The overall frequency of this defect remains unknown because it was often miscategorized in earlier epidemiologic studies. More recent reports quote a prevalence that ranges from 1% to 6% of patients with tetralogy of Fallot, corresponding to approximately 1 in 500 (0.2% to 0.4%) liveborn infants with congenital heart disease. Prenatal echocardiographic studies report a higher prevalence (1%); however, this difference can be attributed to significant intrauterine and perinatal mortality.


Although the association with microdeletion of chromosome 22q11 and phenotypic features of DiGeorge syndrome has been widely reported in patients with tetralogy of Fallot and absent pulmonary valve syndrome, it has not been identified in patients with isolated agenesis or dysplasia of the pulmonary valve. Smaller reports have also identified similar phenotypes with deletions in the 18q chromosome in humans and as an effect of exposure to the teratogenic agent bis -diamine in rat models.




Tetralogy of Fallot with Absent Pulmonary Valve


Clinical Presentation and Diagnosis


Most patients with tetralogy of Fallot and absent pulmonary valve present in infancy or early childhood because of the significant hemodynamic compromise from the severe pulmonary regurgitation, left-to-right (heart failure) or right-to-left (cyanosis) shunting through the ventricular septal defect, or airway obstruction secondary to bronchial compression from the aneurysmally dilated branch pulmonary arteries (see Chapter 42 for further discussion of airway compression secondary to vascular causes). At the worst end of the spectrum, such compression may lead to profound air trapping and lung hyperinflation, lobar emphysema, and tension pneumothorax. Rabinovitch and associates suggested that not only were the larger bronchi compressed by the massively dilated pulmonary arteries, but there was also a unique branching pattern of the pulmonary arteries that impaired alveolar multiplication, with consequent compression of smaller intrapulmonary bronchi. The outcome for neonates who present with severe airway disease is particularly poor. Other risk factors for in utero demise or early postnatal death include severe pulmonary regurgitation with gross ventricular dilation and failure which, in turn, is more likely if there is neither a persistent duct or a ventricular communication. In view of the increased intrauterine and perinatal mortality, the importance of prenatal screening and diagnosis with fetal echocardiography has been stressed in several studies. Razavi et al. reported a series of 24 fetuses with absent pulmonary valve syndrome, of which only three (15%) eventually survived after appropriate and immediate intervention in highly specialized centers.
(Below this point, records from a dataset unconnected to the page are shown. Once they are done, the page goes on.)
//! Synchronization primitives and the per-slot frame sync set.
//!
//! - [`Semaphore`] - GPU-to-GPU synchronization (between queue operations)
//! - [`Fence`] - GPU-to-CPU synchronization (for host waiting)
//! - [`FrameSyncSet`] - one image-available semaphore, one render-finished
//!   semaphore and one in-flight fence per frame slot
//!
//! # Usage Pattern
//!
//! ```text
//! 1. Wait for fence(slot) (CPU waits for GPU to finish the slot's last frame)
//! 2. Acquire swapchain image (signals ImageAvailable[slot])
//! 3. Reset fence(slot), only after the acquire succeeded
//! 4. Submit: wait ImageAvailable[slot], signal RenderFinished[slot] and fence(slot)
//! 5. Present (waits on RenderFinished[slot])
//! ```

use std::sync::Arc;

use ash::vk;
use tracing::{debug, info};

use crate::device::Device;
use crate::error::{RhiError, RhiResult};

/// Vulkan semaphore wrapper.
///
/// Created unsignalled and destroyed exactly once on drop.
pub struct Semaphore {
    /// Reference to the logical device.
    device: Arc<Device>,
    /// Vulkan semaphore handle.
    semaphore: vk::Semaphore,
}

impl Semaphore {
    /// Creates a new binary semaphore.
    ///
    /// # Errors
    ///
    /// Returns an error if semaphore creation fails.
    pub fn new(device: Arc<Device>) -> RhiResult<Self> {
        let create_info = vk::SemaphoreCreateInfo::default();

        let semaphore = unsafe { device.handle().create_semaphore(&create_info, None)? };

        debug!("Created semaphore");

        Ok(Self { device, semaphore })
    }

    /// Returns the Vulkan semaphore handle.
    #[inline]
    pub fn handle(&self) -> vk::Semaphore {
        self.semaphore
    }
}

impl Drop for Semaphore {
    fn drop(&mut self) {
        unsafe {
            self.device.handle().destroy_semaphore(self.semaphore, None);
        }
        debug!("Destroyed semaphore");
    }
}

/// Vulkan fence wrapper.
///
/// # Thread Safety
///
/// The fence is immutable after creation. Wait and reset can be called from
/// any thread, but ordering them is the caller's responsibility.
pub struct Fence {
    /// Reference to the logical device.
    device: Arc<Device>,
    /// Vulkan fence handle.
    fence: vk::Fence,
}

impl Fence {
    /// Creates a new fence.
    ///
    /// # Arguments
    ///
    /// * `device` - The logical device
    /// * `signaled` - If true, creates the fence in the signaled state so the
    ///   first wait on it returns immediately.
    ///
    /// # Errors
    ///
    /// Returns an error if fence creation fails.
    pub fn new(device: Arc<Device>, signaled: bool) -> RhiResult<Self> {
        let flags = if signaled {
            vk::FenceCreateFlags::SIGNALED
        } else {
            vk::FenceCreateFlags::empty()
        };

        let create_info = vk::FenceCreateInfo::default().flags(flags);

        let fence = unsafe { device.handle().create_fence(&create_info, None)? };

        debug!(
            "Created fence ({})",
            if signaled { "signaled" } else { "unsignaled" }
        );

        Ok(Self { device, fence })
    }

    /// Returns the Vulkan fence handle.
    #[inline]
    pub fn handle(&self) -> vk::Fence {
        self.fence
    }

    /// Waits for the fence to become signaled.
    ///
    /// # Arguments
    ///
    /// * `timeout` - Timeout in nanoseconds. Use `u64::MAX` for infinite wait.
    ///
    /// # Errors
    ///
    /// Returns an error if the wait times out (`vk::Result::TIMEOUT`) or fails.
    pub fn wait(&self, timeout: u64) -> RhiResult<()> {
        let fences = [self.fence];
        unsafe {
            self.device
                .handle()
                .wait_for_fences(&fences, true, timeout)?
        };
        Ok(())
    }

    /// Resets the fence to the unsignaled state.
    ///
    /// The fence must not be in use by any pending queue submission.
    ///
    /// # Errors
    ///
    /// Returns an error if the reset operation fails.
    pub fn reset(&self) -> RhiResult<()> {
        let fences = [self.fence];
        unsafe { self.device.handle().reset_fences(&fences)? };
        Ok(())
    }
}

impl Drop for Fence {
    fn drop(&mut self) {
        unsafe {
            self.device.handle().destroy_fence(self.fence, None);
        }
        debug!("Destroyed fence");
    }
}

/// The per-slot semaphores in a [`FrameSyncSet`].
#[derive(Debug, Clone, Copy, PartialEq, Eq, Hash)]
pub enum SemaphoreKind {
    /// Signalled by acquire, waited on by submit.
    ImageAvailable,
    /// Signalled by submit, waited on by present.
    RenderFinished,
}

/// Synchronization objects for every frame slot.
///
/// Built once for the configured number of frames in flight and never
/// reallocated; surface rebuilds leave it untouched. All fences start
/// signalled.
pub struct FrameSyncSet {
    image_available: Vec<Semaphore>,
    render_finished: Vec<Semaphore>,
    in_flight: Vec<Fence>,
}

impl FrameSyncSet {
    /// Creates `frames_in_flight` sets of semaphores and fences.
    ///
    /// # Errors
    ///
    /// Returns [`RhiError::InvalidHandle`] if `frames_in_flight` is zero, or
    /// the Vulkan error if any object creation fails. Objects created before
    /// the failure are destroyed.
    pub fn new(device: Arc<Device>, frames_in_flight: usize) -> RhiResult<Self> {
        if frames_in_flight == 0 {
            return Err(RhiError::InvalidHandle(
                "frames in flight must be at least 1".to_string(),
            ));
        }

        let mut image_available = Vec::with_capacity(frames_in_flight);
        let mut render_finished = Vec::with_capacity(frames_in_flight);
        let mut in_flight = Vec::with_capacity(frames_in_flight);

        for _ in 0..frames_in_flight {
            image_available.push(Semaphore::new(device.clone())?);
            render_finished.push(Semaphore::new(device.clone())?);
            in_flight.push(Fence::new(device.clone(), true)?);
        }

        info!("Frame sync set created for {} frames in flight", frames_in_flight);

        Ok(Self {
            image_available,
            render_finished,
            in_flight,
        })
    }

    /// Number of frame slots.
    #[inline]
    pub fn frames_in_flight(&self) -> usize {
        self.in_flight.len()
    }

    /// Returns the semaphore of `kind` for `slot`.
    ///
    /// # Panics
    ///
    /// Panics if `slot` is out of range.
    #[inline]
    pub fn semaphore(&self, kind: SemaphoreKind, slot: usize) -> vk::Semaphore {
        match kind {
            SemaphoreKind::ImageAvailable => self.image_available[slot].handle(),
            SemaphoreKind::RenderFinished => self.render_finished[slot].handle(),
        }
    }

    /// Returns the in-flight fence for `slot`.
    ///
    /// # Panics
    ///
    /// Panics if `slot` is out of range.
    #[inline]
    pub fn fence(&self, slot: usize) -> vk::Fence {
        self.in_flight[slot].handle()
    }

    /// Blocks until the GPU finished everything `slot` last submitted.
    pub fn wait(&self, slot: usize) -> RhiResult<()> {
        self.in_flight[slot].wait(u64::MAX)
    }

    /// Unsignals the fence of `slot` ahead of the submission that signals it.
    pub fn reset(&self, slot: usize) -> RhiResult<()> {
        self.in_flight[slot].reset()
    }
}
These severe phenotypes are, thankfully, rare. The most common clinical presentation is with neonatal cyanosis, often with some degree of respiratory distress. Clinical findings on examination vary, depending on the degree of respiratory involvement, but most will have some evidence of lung hyperinflation; and on auscultation there will be a single second heart sound and the typical “to-and-fro” murmur of significant right ventricular outflow obstruction and pulmonary regurgitation.


Cardiac imaging is essential for the early diagnosis and management of these patients. The chest radiograph performed around the time of birth often shows significant cardiac enlargement (because of the pulmonary regurgitant volume load in utero), aneurysmally dilated pulmonary arteries, and hyperinflation of the lung lobes with a shift of the mediastinum clearly demonstrated. Echocardiography is considered the primary diagnostic method, with most patients having the pathognomonic features of tetralogy of Fallot, albeit often with less severe infundibular stenosis, rudimentary pulmonary valve tissue, and color flow Doppler findings consistent with significant right ventricular outflow obstruction and pulmonary regurgitation. The enlarged pulmonary arteries will be obvious, but if there is concern for bronchial compression, then additional cross-sectional imaging may be required. Indeed, evaluation with high-resolution computed tomography (CT) or cardiac magnetic resonance imaging is particularly useful to assess the more distal pulmonary arterial tree and the airways.


Management and Outcome


Optimal management of the neonate with absent pulmonary valve syndrome depends on early diagnosis, preferably prenatally, repeated antenatal evaluation, and early postnatal assessment. Nonetheless, most patients, in whom there is no significant airway disease, may remain symptom-free for some time and may undergo repair electively between 3 and 6 months of age. However, immediate postnatal support will be required for those with associated airway compression and, if suspected, delivery in the presence of a multidisciplinary team that can provide immediate support may be optimal. Airway patency and respiratory support are the primary goals, and this may necessitate intubation, mechanical ventilation, and sometimes even extracorporeal membrane oxygenation to avoid barotrauma in those with extreme air trapping. For these patients, complete surgical repair, including ventricular septal defect closure, infundibular resection, and reconstruction of the right ventricular outflow tract with a valved conduit (homograft or bioprosthetic valve), is often required in the early neonatal period. Several strategies have been proposed for the relief of the bronchial compression, including combined anterior and posterior plication of the pulmonary arteries and, more recently, translocation of the pulmonary artery anterior to the aorta and away from the airways (LeCompte maneuver), the latter of which has been reported with very good intermediate results. The use of endobronchial stents has also been advocated in some reports.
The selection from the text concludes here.